» **YOUR TASK**
Please report how many lines in the records below contain "everything". Reply with the number alone.

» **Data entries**
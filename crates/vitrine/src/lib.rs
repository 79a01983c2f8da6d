//! **vitrine** -- a terminal component showcase kit for [`ratatui`].
//!
//! This is the umbrella crate that re-exports everything you need to build a
//! vitrine demo from a single dependency:
//!
//! ```toml
//! [dependencies]
//! vitrine = "0.1"
//! ```
//!
//! # Re-exports
//!
//! * All public items from [`vitrine_core`] are available at the crate root
//!   ([`Model`], [`Component`], [`Command`], [`Subscription`], [`Theme`],
//!   [`Fragment`], [`run`], [`run_with`], etc.).
//! * The [`widgets`] module re-exports everything from [`vitrine_widgets`]
//!   (badges, buttons, list boxes, notifications, and more).
//! * The [`data`] module provides the shared sample records the demos
//!   render.
//! * [`ratatui`], [`crossterm`], and [`tokio`] are re-exported so downstream
//!   crates do not need to depend on them directly.
//!
//! # Quick start
//!
//! ```ignore
//! use vitrine::{apply_theme, Command, Model, RenderRoot, Theme};
//! use ratatui::Frame;
//! use ratatui::widgets::Paragraph;
//!
//! struct Hello {
//!     theme: Theme,
//! }
//! enum Msg {}
//!
//! impl Model for Hello {
//!     type Message = Msg;
//!     type Flags = Theme;
//!
//!     fn init(theme: Theme) -> (Self, Command<Msg>) {
//!         (Hello { theme }, Command::none())
//!     }
//!     fn update(&mut self, msg: Msg) -> Command<Msg> {
//!         match msg {}
//!     }
//!     fn view(&self, frame: &mut Frame) {
//!         let root = apply_theme(RenderRoot::new(frame.area()), &self.theme);
//!         frame.render_widget(Paragraph::new("Hello, vitrine!"), root.area());
//!     }
//! }
//!
//! #[tokio::main]
//! async fn main() {
//!     vitrine::run::<Hello>(Theme::dark()).await.unwrap();
//! }
//! ```

pub use vitrine_core::*;
pub mod widgets {
    pub use vitrine_widgets::*;
}

pub mod data;

// Re-export dependencies for use in demos and downstream crates
pub use crossterm;
pub use ratatui;
pub use tokio;

#[cfg(test)]
mod tests {
    //! End-to-end scenario: a notification demo where a trigger button is
    //! disabled exactly while the notification it opens is on screen.

    use crate::testing::TestProgram;
    use crate::widgets::button::{self, Button};
    use crate::widgets::notification::{self, Notification, Position, Variant};
    use crate::{apply_theme, Command, Component, Fragment, Model, RenderRoot, Theme};
    use crossterm::event::{KeyCode, KeyEvent, KeyEventKind, KeyEventState, KeyModifiers};
    use ratatui::layout::Rect;
    use ratatui::Frame;
    use std::time::Duration;

    struct NotificationDemo {
        theme: Theme,
        button: Button,
        notification: Notification,
    }

    enum Msg {
        Key(KeyEvent),
        Button(button::Message),
        Notification(notification::Message),
    }

    impl Model for NotificationDemo {
        type Message = Msg;
        type Flags = Theme;

        fn init(theme: Theme) -> (Self, Command<Msg>) {
            let mut button = Button::new("Show notification");
            button.focus();
            button.set_disabled(true);
            let notification = Notification::new(Fragment::text("Failed to generate report"))
                .with_variant(Variant::Error)
                .with_position(Position::Middle)
                .with_duration(Duration::ZERO)
                .with_theme(&theme)
                .opened(true);
            (
                Self {
                    theme,
                    button,
                    notification,
                },
                Command::none(),
            )
        }

        fn update(&mut self, msg: Msg) -> Command<Msg> {
            match msg {
                Msg::Key(key) if key.code == KeyCode::Char('c') => {
                    Command::message(Msg::Notification(notification::Message::Close))
                }
                Msg::Key(key) => self
                    .button
                    .update(button::Message::KeyPress(key))
                    .map(Msg::Button),
                Msg::Button(button::Message::Pressed) => {
                    self.button.set_disabled(true);
                    Command::message(Msg::Notification(notification::Message::Open))
                }
                Msg::Button(inner) => self.button.update(inner).map(Msg::Button),
                Msg::Notification(inner) => {
                    let cmd = self.notification.update(inner).map(Msg::Notification);
                    self.button.set_disabled(self.notification.is_opened());
                    cmd
                }
            }
        }

        fn view(&self, frame: &mut Frame) {
            let root = apply_theme(RenderRoot::new(frame.area()), &self.theme);
            let area = root.area();
            self.button
                .view(frame, Rect::new(area.x, area.y, area.width, 1));
            self.notification.view(frame, area);
        }
    }

    fn key(code: KeyCode) -> KeyEvent {
        KeyEvent {
            code,
            modifiers: KeyModifiers::NONE,
            kind: KeyEventKind::Press,
            state: KeyEventState::NONE,
        }
    }

    #[test]
    fn notification_starts_open_with_trigger_disabled() {
        let program: TestProgram<NotificationDemo> = TestProgram::new(Theme::dark());
        assert!(program.model().notification.is_opened());
        assert!(program.model().button.is_disabled());
        let out = program.render_string(60, 12);
        assert!(out.contains("Failed to generate report"));
    }

    #[test]
    fn close_key_hides_notification_and_enables_trigger() {
        let mut program: TestProgram<NotificationDemo> = TestProgram::new(Theme::dark());
        program.send(Msg::Key(key(KeyCode::Char('c'))));
        program.drain_messages();
        assert!(!program.model().notification.is_opened());
        assert!(!program.model().button.is_disabled());
        let out = program.render_string(60, 12);
        assert!(!out.contains("Failed to generate report"));
    }

    #[test]
    fn pressing_the_trigger_reopens_and_disables_it_again() {
        let mut program: TestProgram<NotificationDemo> = TestProgram::new(Theme::dark());
        program.send(Msg::Key(key(KeyCode::Char('c'))));
        program.drain_messages();
        program.send(Msg::Key(key(KeyCode::Enter)));
        program.drain_messages();
        assert!(program.model().notification.is_opened());
        assert!(program.model().button.is_disabled());
        let out = program.render_string(60, 12);
        assert!(out.contains("Failed to generate report"));
    }

    #[test]
    fn disabled_trigger_ignores_activation_while_open() {
        let mut program: TestProgram<NotificationDemo> = TestProgram::new(Theme::dark());
        program.send(Msg::Key(key(KeyCode::Enter)));
        program.drain_messages();
        assert!(program.model().notification.is_opened());
        assert!(program.model().button.is_disabled());
    }
}
use futures::future::BoxFuture;
use std::future::Future;

/// A side effect returned from [`Model::update`](crate::Model::update) or
/// [`Model::init`](crate::Model::init).
///
/// Commands describe work the runtime should perform on the model's behalf:
/// delivering an immediate message, running an async operation, or quitting.
/// A showcase demo that fetches records returns
/// `Command::perform(get_people(req), Msg::PeopleLoaded)` and receives the
/// result back as an ordinary message.
///
/// # Examples
///
/// ```rust,ignore
/// // Do nothing:
/// let cmd = Command::none();
///
/// // Run an async task and map the result to a message:
/// let cmd = Command::perform(
///     async { fetch_people(5).await },
///     Msg::PeopleLoaded,
/// );
///
/// // Quit the program:
/// let cmd = Command::quit();
/// ```
pub struct Command<Msg: Send + 'static> {
    pub(crate) inner: CommandInner<Msg>,
}

pub(crate) enum CommandInner<Msg: Send + 'static> {
    None,
    Action(Action<Msg>),
    Future(BoxFuture<'static, Msg>),
    Batch(Vec<Command<Msg>>),
}

/// Action variants handled synchronously by the runtime, without spawning
/// async tasks.
pub enum Action<Msg> {
    /// Send a message immediately (no async).
    Message(Msg),
    /// Quit the program.
    Quit,
}

impl<Msg: Send + 'static> Command<Msg> {
    /// No-op command.
    pub fn none() -> Self {
        Command {
            inner: CommandInner::None,
        }
    }

    /// Run an async future, map the result to a message.
    pub fn perform<F, T>(future: F, map: impl FnOnce(T) -> Msg + Send + 'static) -> Self
    where
        F: Future<Output = T> + Send + 'static,
    {
        Command {
            inner: CommandInner::Future(Box::pin(async move { map(future.await) })),
        }
    }

    /// Send a message immediately.
    pub fn message(msg: Msg) -> Self {
        Command {
            inner: CommandInner::Action(Action::Message(msg)),
        }
    }

    /// Quit the program.
    pub fn quit() -> Self {
        Command {
            inner: CommandInner::Action(Action::Quit),
        }
    }

    /// Run multiple commands concurrently.
    pub fn batch(cmds: impl IntoIterator<Item = Command<Msg>>) -> Self {
        let cmds: Vec<_> = cmds.into_iter().collect();
        if cmds.is_empty() {
            return Command::none();
        }
        if cmds.len() == 1 {
            let mut cmds = cmds;
            return cmds.pop().unwrap();
        }
        Command {
            inner: CommandInner::Batch(cmds),
        }
    }

    /// Transform the message type (for component composition).
    pub fn map<NewMsg: Send + 'static>(
        self,
        f: impl Fn(Msg) -> NewMsg + Send + Sync + 'static,
    ) -> Command<NewMsg> {
        self.map_with(std::sync::Arc::new(f))
    }

    fn map_with<NewMsg: Send + 'static>(
        self,
        f: std::sync::Arc<dyn Fn(Msg) -> NewMsg + Send + Sync>,
    ) -> Command<NewMsg> {
        match self.inner {
            CommandInner::None => Command::none(),
            CommandInner::Action(Action::Message(msg)) => Command::message(f(msg)),
            CommandInner::Action(Action::Quit) => Command::quit(),
            CommandInner::Future(fut) => {
                let f = f.clone();
                Command {
                    inner: CommandInner::Future(Box::pin(async move { f(fut.await) })),
                }
            }
            CommandInner::Batch(cmds) => Command {
                inner: CommandInner::Batch(
                    cmds.into_iter()
                        .map(|cmd| cmd.map_with(f.clone()))
                        .collect(),
                ),
            },
        }
    }

    // --- Inspection methods (useful for testing) ---

    /// Returns `true` if this is a no-op command.
    pub fn is_none(&self) -> bool {
        matches!(self.inner, CommandInner::None)
    }

    /// If this command is an immediate message action, return it.
    pub fn into_message(self) -> Option<Msg> {
        match self.inner {
            CommandInner::Action(Action::Message(msg)) => Some(msg),
            _ => None,
        }
    }

    /// If this command is a batch, return the inner commands.
    pub fn into_batch(self) -> Option<Vec<Command<Msg>>> {
        match self.inner {
            CommandInner::Batch(cmds) => Some(cmds),
            _ => None,
        }
    }
}

#[cfg(test)]
mod tests {
    use super::*;

    #[test]
    fn command_none_is_none() {
        let cmd: Command<()> = Command::none();
        assert!(matches!(cmd.inner, CommandInner::None));
    }

    #[test]
    fn command_message_creates_action() {
        let cmd: Command<i32> = Command::message(42);
        match cmd.inner {
            CommandInner::Action(Action::Message(msg)) => assert_eq!(msg, 42),
            _ => panic!("Expected Action::Message"),
        }
    }

    #[test]
    fn command_quit_creates_quit() {
        let cmd: Command<()> = Command::quit();
        assert!(matches!(cmd.inner, CommandInner::Action(Action::Quit)));
    }

    #[test]
    fn command_batch_empty_returns_none() {
        let cmd: Command<()> = Command::batch(vec![]);
        assert!(matches!(cmd.inner, CommandInner::None));
    }

    #[test]
    fn command_batch_single_unwraps() {
        let cmd: Command<i32> = Command::batch(vec![Command::message(1)]);
        match cmd.inner {
            CommandInner::Action(Action::Message(msg)) => assert_eq!(msg, 1),
            _ => panic!("Expected single command unwrapped"),
        }
    }

    #[test]
    fn command_batch_multiple() {
        let cmd: Command<i32> = Command::batch(vec![Command::message(1), Command::message(2)]);
        match cmd.inner {
            CommandInner::Batch(cmds) => assert_eq!(cmds.len(), 2),
            _ => panic!("Expected Batch"),
        }
    }

    #[test]
    fn command_map_none() {
        let cmd: Command<i32> = Command::none();
        let mapped: Command<String> = cmd.map(|n| n.to_string());
        assert!(matches!(mapped.inner, CommandInner::None));
    }

    #[test]
    fn command_map_message() {
        let cmd: Command<i32> = Command::message(42);
        let mapped: Command<String> = cmd.map(|n| n.to_string());
        match mapped.inner {
            CommandInner::Action(Action::Message(s)) => assert_eq!(s, "42"),
            _ => panic!("Expected mapped message"),
        }
    }

    #[test]
    fn command_map_quit_stays_quit() {
        let cmd: Command<i32> = Command::quit();
        let mapped: Command<String> = cmd.map(|n| n.to_string());
        assert!(matches!(mapped.inner, CommandInner::Action(Action::Quit)));
    }

    #[test]
    fn command_map_batch() {
        let cmd: Command<i32> = Command::batch(vec![Command::message(1), Command::message(2)]);
        let mapped: Command<String> = cmd.map(|n| n.to_string());
        match mapped.inner {
            CommandInner::Batch(cmds) => assert_eq!(cmds.len(), 2),
            _ => panic!("Expected mapped batch"),
        }
    }
}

» **FINISHED TASK**
2